- _Aim of the task_: Nothing but the lines from the start of the records below through the line that has "pub fn quantiles(values: &[f64], k: usize)" should appear, each exactly as given.

- _Material for the task_:
//! Value classification for choropleth fills.

/// Class bin edges treated as inclusive upper bounds.
///
/// User-defined breaks carry an open overflow class above the last edge;
/// quantile breaks end at the observed maximum and stay closed.
#[derive(Debug, Clone)]
pub struct Classification {
    edges: Vec<f64>,
    open_ended: bool,
}

impl Classification {
    /// User-defined breaks. Edges must be sorted ascending.
    pub fn user_defined(edges: Vec<f64>) -> Self {
        debug_assert!(edges.windows(2).all(|w| w[0] <= w[1]));
        Self {
            edges,
            open_ended: true,
        }
    }

    /// Quantile breaks over observed values: `k` classes with (near) equal
    /// membership, linear interpolation between order statistics. Duplicate
    /// breaks from tied values are collapsed.
    pub fn quantiles(values: &[f64], k: usize) -> Self {
        let mut sorted: Vec<f64> = values.iter().copied().filter(|v| v.is_finite()).collect();
        sorted.sort_by(|a, b| a.total_cmp(b));
        if sorted.is_empty() || k == 0 {
            return Self {
                edges: Vec::new(),
                open_ended: false,
            };
        }

        let mut edges = Vec::with_capacity(k);
        for i in 1..=k {
            edges.push(quantile(&sorted, i as f64 / k as f64));
        }
        edges.dedup();

        Self {
            edges,
            open_ended: false,
        }
    }

    /// Class index for a value, in `0..class_count()`.
    pub fn classify(&self, value: f64) -> usize {
        self.edges
            .iter()
            .position(|edge| value <= *edge)
            .unwrap_or_else(|| self.class_count() - 1)
    }

    pub fn class_count(&self) -> usize {
        (self.edges.len() + usize::from(self.open_ended)).max(1)
    }

    /// Legend labels, one per class.
    pub fn labels(&self) -> Vec<String> {
        if self.edges.is_empty() {
            return vec!["all values".to_string()];
        }
        let mut labels = Vec::with_capacity(self.class_count());
        labels.push(format!("<= {}", format_edge(self.edges[0])));
        for pair in self.edges.windows(2) {
            labels.push(format!("{} - {}", format_edge(pair[0]), format_edge(pair[1])));
        }
        if self.open_ended {
            labels.push(format!("> {}", format_edge(self.edges[self.edges.len() - 1])));
        }
        labels
    }
}

fn quantile(sorted: &[f64], p: f64) -> f64 {
    if sorted.len() == 1 {
        return sorted[0];
    }
    let rank = p * (sorted.len() - 1) as f64;
    let lo = rank.floor() as usize;
    let hi = rank.ceil() as usize;
    let frac = rank - lo as f64;
    sorted[lo] + (sorted[hi] - sorted[lo]) * frac
}

fn format_edge(value: f64) -> String {
    if value.fract() == 0.0 && value.abs() < 1.0e9 {
        format!("{}", value as i64)
    } else {
        format!("{:.2}", value)
            .trim_end_matches('0')
            .trim_end_matches('.')
            .to_string()
    }
}

#[cfg(test)]
mod tests {
    use super::*;

    #[test]
    fn test_user_defined_breaks_are_inclusive_upper_bounds() {
        let classes = Classification::user_defined(vec![1.0, 5.0, 10.0, 20.0, 40.0, 60.0]);

        assert_eq!(classes.class_count(), 7);
        assert_eq!(classes.classify(0.0), 0);
        assert_eq!(classes.classify(1.0), 0);
        assert_eq!(classes.classify(1.5), 1);
        assert_eq!(classes.classify(5.0), 1);
        assert_eq!(classes.classify(60.0), 5);
        assert_eq!(classes.classify(61.0), 6);
    }

    #[test]
    fn test_user_defined_labels() {
        let classes = Classification::user_defined(vec![1.0, 5.0, 10.0]);
        assert_eq!(classes.labels(), vec!["<= 1", "1 - 5", "5 - 10", "> 10"]);
    }

    #[test]
    fn test_quantiles_balance_membership() {
        let values: Vec<f64> = (1..=10).map(|v| v as f64).collect();
        let classes = Classification::quantiles(&values, 5);

        assert_eq!(classes.class_count(), 5);
        let mut membership = vec![0usize; classes.class_count()];
        for value in &values {
            membership[classes.classify(*value)] += 1;
        }
        assert_eq!(membership, vec![2, 2, 2, 2, 2]);
        // The maximum closes the last class; nothing overflows.
        assert_eq!(classes.classify(10.0), 4);
    }

    #[test]
    fn test_quantile_edges_interpolate_linearly() {
        let values: Vec<f64> = (1..=10).map(|v| v as f64).collect();
        let classes = Classification::quantiles(&values, 5);
        assert_eq!(classes.labels()[0], "<= 2.8");
    }

    #[test]
    fn test_empty_values_degrade_to_single_class() {
        let classes = Classification::quantiles(&[], 5);
        assert_eq!(classes.class_count(), 1);
        assert_eq!(classes.classify(42.0), 0);
    }

    #[test]
    fn test_tied_values_collapse_duplicate_edges() {
        let classes = Classification::quantiles(&[3.0, 3.0, 3.0, 3.0], 4);
        assert_eq!(classes.class_count(), 1);
        assert_eq!(classes.classify(3.0), 0);
    }
}
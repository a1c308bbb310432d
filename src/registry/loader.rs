use anyhow::{Context, Result};
use calamine::{open_workbook, Data, DataType, Reader, Xlsx};
use std::path::Path;
use tracing::info;

use crate::models::HeritageSite;

/// Read the heritage registry workbook.
///
/// The first worksheet is used. Columns are located by header text on the
/// first row; `region_column` must exist, `name_column` is optional (rows
/// keep an empty name when it is absent).
pub fn load_sites(
    path: &Path,
    name_column: &str,
    region_column: &str,
) -> Result<Vec<HeritageSite>> {
    info!("Loading heritage registry from {}", path.display());

    let mut workbook: Xlsx<_> = open_workbook(path)
        .with_context(|| format!("Failed to open registry workbook {}", path.display()))?;

    let range = workbook
        .worksheet_range_at(0)
        .context("Registry workbook has no worksheets")?
        .context("Failed to read first worksheet")?;

    let mut rows = range.rows();
    let header = rows.next().context("Registry worksheet is empty")?;

    let region_idx = header
        .iter()
        .position(|cell| cell.get_string() == Some(region_column))
        .with_context(|| format!("Column '{}' not found in registry header", region_column))?;
    let name_idx = header
        .iter()
        .position(|cell| cell.get_string() == Some(name_column));

    let mut sites = Vec::new();
    for row in rows {
        let regions = cell_text(row.get(region_idx));
        let name = name_idx.map(|i| cell_text(row.get(i))).unwrap_or_default();
        sites.push(HeritageSite { name, regions });
    }

    info!("Loaded {} registry rows", sites.len());
    Ok(sites)
}

/// Cell content as text; blank cells become the empty string so a missing
/// region field still yields its single empty token downstream.
fn cell_text(cell: Option<&Data>) -> String {
    match cell {
        None => String::new(),
        Some(c) if c.is_empty() => String::new(),
        Some(c) => c
            .get_string()
            .map(str::to_owned)
            .unwrap_or_else(|| c.to_string()),
    }
}
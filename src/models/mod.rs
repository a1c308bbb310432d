//! Core data models for the choropleth pipeline.

pub mod district;
pub mod site;

pub use district::{District, DistrictKey, EnrichedDistrict};
pub use site::{HeritageSite, SiteRegion};
//! Transverse Mercator projection for planar area work.

use geo::{Coord, MapCoords, MultiPolygon};

/// Forward transverse Mercator on a reference ellipsoid (Snyder's series).
#[derive(Debug, Clone, Copy)]
pub struct TransverseMercator {
    /// Semi-major axis, meters.
    pub semi_major: f64,
    /// Ellipsoid flattening.
    pub flattening: f64,
    /// Central meridian, degrees.
    pub central_meridian: f64,
    /// Scale factor at the central meridian.
    pub scale: f64,
    pub false_easting: f64,
    pub false_northing: f64,
}

/// TWD97 TM2 (EPSG:3826), the planar system for Taiwan proper: GRS80
/// ellipsoid, central meridian 121°E, scale 0.9999, false easting 250 km.
pub const TWD97_TM2: TransverseMercator = TransverseMercator {
    semi_major: 6_378_137.0,
    flattening: 1.0 / 298.257_222_101,
    central_meridian: 121.0,
    scale: 0.9999,
    false_easting: 250_000.0,
    false_northing: 0.0,
};

impl TransverseMercator {
    /// Project a geographic coordinate (degrees) to planar meters.
    pub fn project(&self, lon: f64, lat: f64) -> (f64, f64) {
        let phi = lat.to_radians();
        let dlam = (lon - self.central_meridian).to_radians();

        let e2 = self.flattening * (2.0 - self.flattening);
        let ep2 = e2 / (1.0 - e2);

        let sin_phi = phi.sin();
        let cos_phi = phi.cos();

        let n = self.semi_major / (1.0 - e2 * sin_phi * sin_phi).sqrt();
        let t = (sin_phi / cos_phi).powi(2);
        let c = ep2 * cos_phi * cos_phi;
        let a = dlam * cos_phi;

        let m = self.meridian_arc(phi);

        let a2 = a * a;
        let a3 = a2 * a;
        let a4 = a2 * a2;
        let a5 = a4 * a;
        let a6 = a4 * a2;

        let x = self.false_easting
            + self.scale
                * n
                * (a
                    + (1.0 - t + c) * a3 / 6.0
                    + (5.0 - 18.0 * t + t * t + 72.0 * c - 58.0 * ep2) * a5 / 120.0);

        let y = self.false_northing
            + self.scale
                * (m + n
                    * phi.tan()
                    * (a2 / 2.0
                        + (5.0 - t + 9.0 * c + 4.0 * c * c) * a4 / 24.0
                        + (61.0 - 58.0 * t + t * t + 600.0 * c - 330.0 * ep2) * a6 / 720.0));

        (x, y)
    }

    /// Meridian arc length from the equator.
    fn meridian_arc(&self, phi: f64) -> f64 {
        let e2 = self.flattening * (2.0 - self.flattening);
        let e4 = e2 * e2;
        let e6 = e4 * e2;

        self.semi_major
            * ((1.0 - e2 / 4.0 - 3.0 * e4 / 64.0 - 5.0 * e6 / 256.0) * phi
                - (3.0 * e2 / 8.0 + 3.0 * e4 / 32.0 + 45.0 * e6 / 1024.0) * (2.0 * phi).sin()
                + (15.0 * e4 / 256.0 + 45.0 * e6 / 1024.0) * (4.0 * phi).sin()
                - (35.0 * e6 / 3072.0) * (6.0 * phi).sin())
    }

    /// Reproject a whole geometry.
    pub fn project_geometry(&self, geometry: &MultiPolygon<f64>) -> MultiPolygon<f64> {
        geometry.map_coords(|Coord { x, y }| {
            let (px, py) = self.project(x, y);
            Coord { x: px, y: py }
        })
    }
}
//! Heritage registry record types.

/// One row of the heritage-site registry.
///
/// Only the region field is consumed downstream; the site name is carried
/// for logging and exports.
#[derive(Debug, Clone)]
pub struct HeritageSite {
    pub name: String,

    /// Raw region list as spelled in the registry, possibly comma-delimited
    /// (a site can straddle several districts).
    pub regions: String,
}

/// One (site, single-region) pair after expansion.
///
/// Invariant: `region` contains no comma and no surrounding whitespace.
#[derive(Debug, Clone)]
pub struct SiteRegion {
    pub site: String,
    pub region: String,
}
//! Planar metrics: reprojection, polygon area, site density.

pub mod projection;

pub use projection::{TransverseMercator, TWD97_TM2};

use geo::{Area, MultiPolygon};
use tracing::warn;

use crate::join::CountedDistrict;
use crate::models::EnrichedDistrict;

/// Planar polygon area in square kilometers. The geometry must already be
/// in projected meters.
pub fn area_km2(geometry: &MultiPolygon<f64>) -> f64 {
    geometry.unsigned_area() / 1.0e6
}

/// Sites per square kilometer; `None` for degenerate areas.
pub fn density_per_km2(count: u64, area_km2: f64) -> Option<f64> {
    if area_km2 > 0.0 {
        Some(count as f64 / area_km2)
    } else {
        None
    }
}

/// Reproject joined districts and derive area and density.
pub fn enrich(
    joined: Vec<CountedDistrict>,
    projection: &TransverseMercator,
) -> Vec<EnrichedDistrict> {
    let mut enriched = Vec::with_capacity(joined.len());
    for CountedDistrict { district, count } in joined {
        let geometry = projection.project_geometry(&district.geometry);
        let area = area_km2(&geometry);
        let density = density_per_km2(count, area);
        if density.is_none() {
            warn!(
                "District {} has degenerate area; density undefined",
                district.key
            );
        }
        enriched.push(EnrichedDistrict {
            key: district.key,
            county: district.county,
            town: district.town,
            geometry,
            count,
            area_km2: area,
            density,
        });
    }
    enriched
}

#[cfg(test)]
mod tests {
    use super::*;
    use crate::models::{District, DistrictKey};
    use geo::{Coord, LineString, Polygon};

    fn square(cx: f64, cy: f64, half: f64) -> MultiPolygon<f64> {
        let ring = vec![
            Coord { x: cx - half, y: cy - half },
            Coord { x: cx + half, y: cy - half },
            Coord { x: cx + half, y: cy + half },
            Coord { x: cx - half, y: cy + half },
            Coord { x: cx - half, y: cy - half },
        ];
        MultiPolygon::new(vec![Polygon::new(LineString::new(ring), vec![])])
    }

    #[test]
    fn test_area_of_planar_square() {
        // 10 km × 10 km in projected meters.
        let geometry = square(170_000.0, 2_520_000.0, 5_000.0);
        assert!((area_km2(&geometry) - 100.0).abs() < 1.0e-9);
    }

    #[test]
    fn test_density_is_exact_ratio() {
        assert_eq!(density_per_km2(25, 100.0), Some(0.25));
        assert_eq!(density_per_km2(0, 100.0), Some(0.0));
    }

    #[test]
    fn test_degenerate_area_has_no_density() {
        assert_eq!(density_per_km2(3, 0.0), None);

        let empty = MultiPolygon::<f64>::new(vec![]);
        assert_eq!(area_km2(&empty), 0.0);
    }

    #[test]
    fn test_enrich_projects_and_derives_metrics() {
        let joined = vec![CountedDistrict {
            district: District {
                key: DistrictKey::from_parts("臺南市", "中西區"),
                county: "臺南市".to_string(),
                town: "中西區".to_string(),
                // Roughly 0.1° × 0.1° around Tainan.
                geometry: square(120.2, 23.0, 0.05),
            },
            count: 10,
        }];

        let enriched = enrich(joined, &TWD97_TM2);
        assert_eq!(enriched.len(), 1);

        let district = &enriched[0];
        // ~10.2 km wide, ~11.1 km tall at this latitude.
        assert!(
            district.area_km2 > 100.0 && district.area_km2 < 130.0,
            "area was {}",
            district.area_km2
        );
        let density = district.density.expect("area is non-degenerate");
        assert!((density - district.count as f64 / district.area_km2).abs() < 1.0e-12);
    }

    #[test]
    fn test_enrich_is_deterministic() {
        let make = || {
            vec![CountedDistrict {
                district: District {
                    key: DistrictKey::from_parts("臺南市", "東區"),
                    county: "臺南市".to_string(),
                    town: "東區".to_string(),
                    geometry: square(120.25, 23.0, 0.02),
                },
                count: 7,
            }]
        };

        let first = enrich(make(), &TWD97_TM2);
        let second = enrich(make(), &TWD97_TM2);
        assert_eq!(first[0].count, second[0].count);
        assert_eq!(first[0].area_km2, second[0].area_km2);
        assert_eq!(first[0].density, second[0].density);
    }
}
use crate::diagnostics::LogLevel;

const DEFAULT_LAZY_MARGIN_PX: u32 = 200;
const DEFAULT_LAZY_THRESHOLD_PERCENT: u32 = 5;
const DEFAULT_HOLD_DELAY_MS: u32 = 400;
const DEFAULT_PARALLAX_SPEED_PERCENT: u32 = 30;
const DEFAULT_NAV_BREAKPOINT_PX: u32 = 768;
const DEFAULT_LOG_LEVEL: LogLevel = LogLevel::Info;
const DEFAULT_ASSET_BASE: &str = "assets/fondos/";
const MODAL_BACKDROP_FILE: &str = "fondo-modal.gif";

const LAZY_MARGIN_PX_BOUNDS: (u32, u32) = (0, 2_000);
const LAZY_THRESHOLD_PERCENT_BOUNDS: (u32, u32) = (0, 100);
const HOLD_DELAY_MS_BOUNDS: (u32, u32) = (100, 5_000);
const PARALLAX_SPEED_PERCENT_BOUNDS: (u32, u32) = (0, 100);
const NAV_BREAKPOINT_PX_BOUNDS: (u32, u32) = (320, 2_560);

/// Page-level tuning read once at start-up from `data-*` attributes on `<body>`.
#[derive(Clone, Debug, PartialEq)]
pub struct UiConfig {
    pub log_level: LogLevel,
    pub lazy_margin_px: u32,
    pub lazy_threshold: f64,
    pub hold_delay_ms: u32,
    pub parallax_speed: f64,
    pub nav_breakpoint_px: u32,
    pub asset_base: String,
}

impl Default for UiConfig {
    fn default() -> Self {
        Self {
            log_level: DEFAULT_LOG_LEVEL,
            lazy_margin_px: DEFAULT_LAZY_MARGIN_PX,
            lazy_threshold: f64::from(DEFAULT_LAZY_THRESHOLD_PERCENT) / 100.0,
            hold_delay_ms: DEFAULT_HOLD_DELAY_MS,
            parallax_speed: f64::from(DEFAULT_PARALLAX_SPEED_PERCENT) / 100.0,
            nav_breakpoint_px: DEFAULT_NAV_BREAKPOINT_PX,
            asset_base: DEFAULT_ASSET_BASE.to_string(),
        }
    }
}

impl UiConfig {
    /// `lookup` receives dataset keys in camelCase (`lazyMargin`, `holdDelay`, ...).
    pub fn from_lookup(lookup: impl Fn(&str) -> Option<String>) -> Self {
        let log_level = parse_non_empty(&lookup, "logLevel")
            .and_then(|value| LogLevel::parse(&value))
            .unwrap_or(DEFAULT_LOG_LEVEL);
        let lazy_margin_px = parse_u32_with_bounds(
            &lookup,
            "lazyMargin",
            DEFAULT_LAZY_MARGIN_PX,
            LAZY_MARGIN_PX_BOUNDS,
        );
        let lazy_threshold_percent = parse_u32_with_bounds(
            &lookup,
            "lazyThreshold",
            DEFAULT_LAZY_THRESHOLD_PERCENT,
            LAZY_THRESHOLD_PERCENT_BOUNDS,
        );
        let hold_delay_ms = parse_u32_with_bounds(
            &lookup,
            "holdDelay",
            DEFAULT_HOLD_DELAY_MS,
            HOLD_DELAY_MS_BOUNDS,
        );
        let parallax_speed_percent = parse_u32_with_bounds(
            &lookup,
            "parallaxSpeed",
            DEFAULT_PARALLAX_SPEED_PERCENT,
            PARALLAX_SPEED_PERCENT_BOUNDS,
        );
        let nav_breakpoint_px = parse_u32_with_bounds(
            &lookup,
            "navBreakpoint",
            DEFAULT_NAV_BREAKPOINT_PX,
            NAV_BREAKPOINT_PX_BOUNDS,
        );
        let asset_base = parse_non_empty(&lookup, "backgroundBase")
            .map(|value| asset_base_from_background(&value))
            .unwrap_or_else(|| DEFAULT_ASSET_BASE.to_string());

        Self {
            log_level,
            lazy_margin_px,
            lazy_threshold: f64::from(lazy_threshold_percent) / 100.0,
            hold_delay_ms,
            parallax_speed: f64::from(parallax_speed_percent) / 100.0,
            nav_breakpoint_px,
            asset_base,
        }
    }

    pub fn lazy_root_margin(&self) -> String {
        format!("0px 0px {}px 0px", self.lazy_margin_px)
    }

    pub fn modal_backdrop_path(&self) -> String {
        format!("{}{MODAL_BACKDROP_FILE}", self.asset_base)
    }
}

fn parse_non_empty(lookup: &impl Fn(&str) -> Option<String>, key: &str) -> Option<String> {
    lookup(key)
        .map(|value| value.trim().to_string())
        .filter(|value| !value.is_empty())
}

fn parse_u32_with_bounds(
    lookup: &impl Fn(&str) -> Option<String>,
    key: &str,
    default: u32,
    bounds: (u32, u32),
) -> u32 {
    parse_non_empty(lookup, key)
        .and_then(|value| value.parse::<u32>().ok())
        .filter(|value| (bounds.0..=bounds.1).contains(value))
        .unwrap_or(default)
}

/// The page advertises its general background (`.../fondo-gral-desktop.webp`);
/// sibling assets live in the same directory.
fn asset_base_from_background(background: &str) -> String {
    let lower = background.to_ascii_lowercase();
    match lower.find("fondo-gral") {
        Some(position) => background[..position].to_string(),
        None => background.to_string(),
    }
}

#[cfg(test)]
mod tests {
    use super::*;
    use std::collections::HashMap;

    fn lookup_from(pairs: &[(&str, &str)]) -> impl Fn(&str) -> Option<String> {
        let map: HashMap<String, String> = pairs
            .iter()
            .map(|(key, value)| (key.to_string(), value.to_string()))
            .collect();
        move |key| map.get(key).cloned()
    }

    #[test]
    fn missing_attributes_use_defaults() {
        let config = UiConfig::from_lookup(|_| None);
        assert_eq!(config, UiConfig::default());
        assert_eq!(config.lazy_root_margin(), "0px 0px 200px 0px");
        assert_eq!(config.hold_delay_ms, 400);
    }

    #[test]
    fn out_of_range_values_fall_back() {
        let config = UiConfig::from_lookup(lookup_from(&[
            ("holdDelay", "20"),
            ("lazyMargin", "not-a-number"),
            ("navBreakpoint", " 1024 "),
            ("logLevel", "debug"),
        ]));

        assert_eq!(config.hold_delay_ms, DEFAULT_HOLD_DELAY_MS);
        assert_eq!(config.lazy_margin_px, DEFAULT_LAZY_MARGIN_PX);
        assert_eq!(config.nav_breakpoint_px, 1024);
        assert_eq!(config.log_level, LogLevel::Debug);
    }

    #[test]
    fn percentages_become_fractions() {
        let config = UiConfig::from_lookup(lookup_from(&[
            ("parallaxSpeed", "50"),
            ("lazyThreshold", "10"),
        ]));

        assert!((config.parallax_speed - 0.5).abs() < f64::EPSILON);
        assert!((config.lazy_threshold - 0.1).abs() < f64::EPSILON);
    }

    #[test]
    fn asset_base_strips_background_file_name() {
        let config = UiConfig::from_lookup(lookup_from(&[(
            "backgroundBase",
            "../../assets/fondos/Fondo-Gral-desktop.webp",
        )]));

        assert_eq!(config.asset_base, "../../assets/fondos/");
        assert_eq!(
            config.modal_backdrop_path(),
            "../../assets/fondos/fondo-modal.gif"
        );
    }
}
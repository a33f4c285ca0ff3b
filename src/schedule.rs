//! Deferred work behind small traits so controllers run headless in tests.
//!
//! Each scheduler owns at most one pending callback. The callback target is
//! fixed when the scheduler is built; the controller only asks for or cancels
//! the next tick.

pub trait FrameScheduler {
    /// Requests a callback on the next animation frame, replacing any pending one.
    fn request_frame(&mut self);
    fn cancel_frame(&mut self);
}

pub trait HoldTimer {
    fn start(&mut self, delay_ms: u32);
    fn cancel(&mut self);
}

#[cfg(test)]
pub(crate) mod manual {
    use super::{FrameScheduler, HoldTimer};

    #[derive(Default)]
    pub struct ManualFrames {
        pub pending: bool,
        pub requested: usize,
        pub cancelled: usize,
    }

    impl FrameScheduler for ManualFrames {
        fn request_frame(&mut self) {
            self.pending = true;
            self.requested += 1;
        }

        fn cancel_frame(&mut self) {
            if self.pending {
                self.cancelled += 1;
            }
            self.pending = false;
        }
    }

    #[derive(Default)]
    pub struct ManualTimer {
        pub armed_delay: Option<u32>,
        pub cancelled: usize,
    }

    impl HoldTimer for ManualTimer {
        fn start(&mut self, delay_ms: u32) {
            self.armed_delay = Some(delay_ms);
        }

        fn cancel(&mut self) {
            if self.armed_delay.take().is_some() {
                self.cancelled += 1;
            }
        }
    }
}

- _Task response_:
//! Value classification for choropleth fills.

/// Class bin edges treated as inclusive upper bounds.
///
/// User-defined breaks carry an open overflow class above the last edge;
/// quantile breaks end at the observed maximum and stay closed.
#[derive(Debug, Clone)]
pub struct Classification {
    edges: Vec<f64>,
    open_ended: bool,
}

impl Classification {
    /// User-defined breaks. Edges must be sorted ascending.
    pub fn user_defined(edges: Vec<f64>) -> Self {
        debug_assert!(edges.windows(2).all(|w| w[0] <= w[1]));
        Self {
            edges,
            open_ended: true,
        }
    }

    /// Quantile breaks over observed values: `k` classes with (near) equal
    /// membership, linear interpolation between order statistics. Duplicate
    /// breaks from tied values are collapsed.
    pub fn quantiles(values: &[f64], k: usize) -> Self {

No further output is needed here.